*** Opening Available data ***

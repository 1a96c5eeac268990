//! The store gateway: the transactional record store the indexer writes to.
//!
//! All methods are parameterized by typed values; no caller ever builds a
//! query string. Mutating methods are expected to run between
//! [`StoreGateway::begin`] and [`StoreGateway::commit`]; the block and batch
//! processors own that discipline.

use async_trait::async_trait;
use chrono::NaiveDateTime;
use serde::{Deserialize, Serialize};

use crate::error::IndexerError;
use crate::types::BlockRecord;

/// A persisted post row.
#[derive(Debug, Clone, PartialEq, Eq, Serialize, Deserialize)]
pub struct PostRow {
    pub id: u64,
    pub parent_id: Option<u64>,
    pub author: String,
    pub permlink: String,
    pub category: String,
    pub community: String,
    pub depth: u32,
    pub is_deleted: bool,
    pub created_at: NaiveDateTime,
}

/// Where a post sits in its thread: parent link and inherited attributes.
#[derive(Debug, Clone, PartialEq, Eq, Serialize, Deserialize)]
pub struct PostPlacement {
    pub parent_id: Option<u64>,
    pub depth: u32,
    pub category: String,
    pub community: String,
}

/// A post about to be inserted.
#[derive(Debug, Clone, PartialEq, Eq)]
pub struct NewPost {
    pub author: String,
    pub permlink: String,
    pub placement: PostPlacement,
    pub created_at: NaiveDateTime,
}

/// State of a follow relation.
#[derive(Debug, Clone, Copy, PartialEq, Eq, Serialize, Deserialize)]
#[repr(u8)]
pub enum FollowState {
    Clear = 0,
    Blog = 1,
    Ignore = 2,
}

impl FollowState {
    /// Parse the `what` keyword of a follow payload.
    pub fn from_keyword(what: &str) -> Option<Self> {
        match what {
            "clear" => Some(Self::Clear),
            "blog" => Some(Self::Blog),
            "ignore" => Some(Self::Ignore),
            _ => None,
        }
    }

    pub fn from_code(code: i64) -> Option<Self> {
        match code {
            0 => Some(Self::Clear),
            1 => Some(Self::Blog),
            2 => Some(Self::Ignore),
            _ => None,
        }
    }

    pub fn code(self) -> u8 {
        self as u8
    }
}

/// A follow relation row.
#[derive(Debug, Clone, PartialEq, Eq, Serialize, Deserialize)]
pub struct FollowRow {
    pub follower: String,
    pub following: String,
    pub state: FollowState,
    pub created_at: NaiveDateTime,
}

/// Transactional record store.
///
/// Implementations: [`crate::memory::MemoryStore`] (tests / ephemeral runs)
/// and `SqliteStorage` in `hiveindex-storage`.
#[async_trait]
pub trait StoreGateway: Send + Sync {
    // ── transactions ──────────────────────────────────────────────────────────

    /// Open a transaction. Nested transactions are not supported.
    async fn begin(&self) -> Result<(), IndexerError>;

    /// Commit the open transaction.
    async fn commit(&self) -> Result<(), IndexerError>;

    /// Discard the open transaction. A no-op when none is open.
    async fn rollback(&self) -> Result<(), IndexerError>;

    // ── blocks ────────────────────────────────────────────────────────────────

    /// The highest applied block, used as the resumption checkpoint.
    async fn last_block(&self) -> Result<Option<BlockRecord>, IndexerError>;

    async fn insert_block(&self, block: &BlockRecord) -> Result<(), IndexerError>;

    /// Number of the highest applied block, `0` for an empty store.
    async fn last_block_number(&self) -> Result<u64, IndexerError> {
        Ok(self.last_block().await?.map_or(0, |b| b.number))
    }

    // ── accounts ──────────────────────────────────────────────────────────────

    async fn account_exists(&self, name: &str) -> Result<bool, IndexerError>;

    async fn insert_account(&self, name: &str, created_at: NaiveDateTime)
        -> Result<(), IndexerError>;

    // ── posts ─────────────────────────────────────────────────────────────────

    async fn find_post(&self, author: &str, permlink: &str)
        -> Result<Option<PostRow>, IndexerError>;

    /// Insert a post and return its surrogate id.
    async fn insert_post(&self, post: &NewPost) -> Result<u64, IndexerError>;

    /// Clear `is_deleted` on a previously deleted post and re-place it.
    async fn revive_post(&self, id: u64, placement: &PostPlacement) -> Result<(), IndexerError>;

    async fn mark_post_deleted(&self, id: u64) -> Result<(), IndexerError>;

    /// Drop the derived cache row of a post, if any.
    async fn delete_cached_post(&self, id: u64) -> Result<(), IndexerError>;

    // ── feed cache ────────────────────────────────────────────────────────────

    /// Insert a feed entry. Returns `false` if it already existed.
    async fn insert_feed_entry(
        &self,
        account: &str,
        post_id: u64,
        created_at: NaiveDateTime,
    ) -> Result<bool, IndexerError>;

    /// Remove one feed entry. Returns `false` if there was none.
    async fn delete_feed_entry(&self, account: &str, post_id: u64) -> Result<bool, IndexerError>;

    /// Remove every feed entry pointing at `post_id`. Returns the count removed.
    async fn delete_feed_entries(&self, post_id: u64) -> Result<u64, IndexerError>;

    // ── social graph ──────────────────────────────────────────────────────────

    /// Insert or overwrite the state of `(follower, following)`.
    async fn upsert_follow(&self, follow: &FollowRow) -> Result<(), IndexerError>;

    /// Insert a reblog. Returns `false` if it already existed.
    async fn insert_reblog(
        &self,
        account: &str,
        post_id: u64,
        created_at: NaiveDateTime,
    ) -> Result<bool, IndexerError>;

    /// Remove a reblog. Returns `false` if there was none.
    async fn delete_reblog(&self, account: &str, post_id: u64) -> Result<bool, IndexerError>;
}

#[cfg(test)]
mod tests {
    use super::*;

    #[test]
    fn follow_state_codes() {
        assert_eq!(FollowState::from_keyword("blog"), Some(FollowState::Blog));
        assert_eq!(FollowState::from_keyword("mute"), None);
        assert_eq!(FollowState::Ignore.code(), 2);
        assert_eq!(FollowState::from_code(0), Some(FollowState::Clear));
        assert_eq!(FollowState::from_code(7), None);
    }
}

*** Closing Available data ***

* What is required *
From the data above, pick out each line containing "StoreGateway" and copy it.

* Solution for this task *
//! [`StoreGateway::begin`] and [`StoreGateway::commit`]; the block and batch
pub trait StoreGateway: Send + Sync {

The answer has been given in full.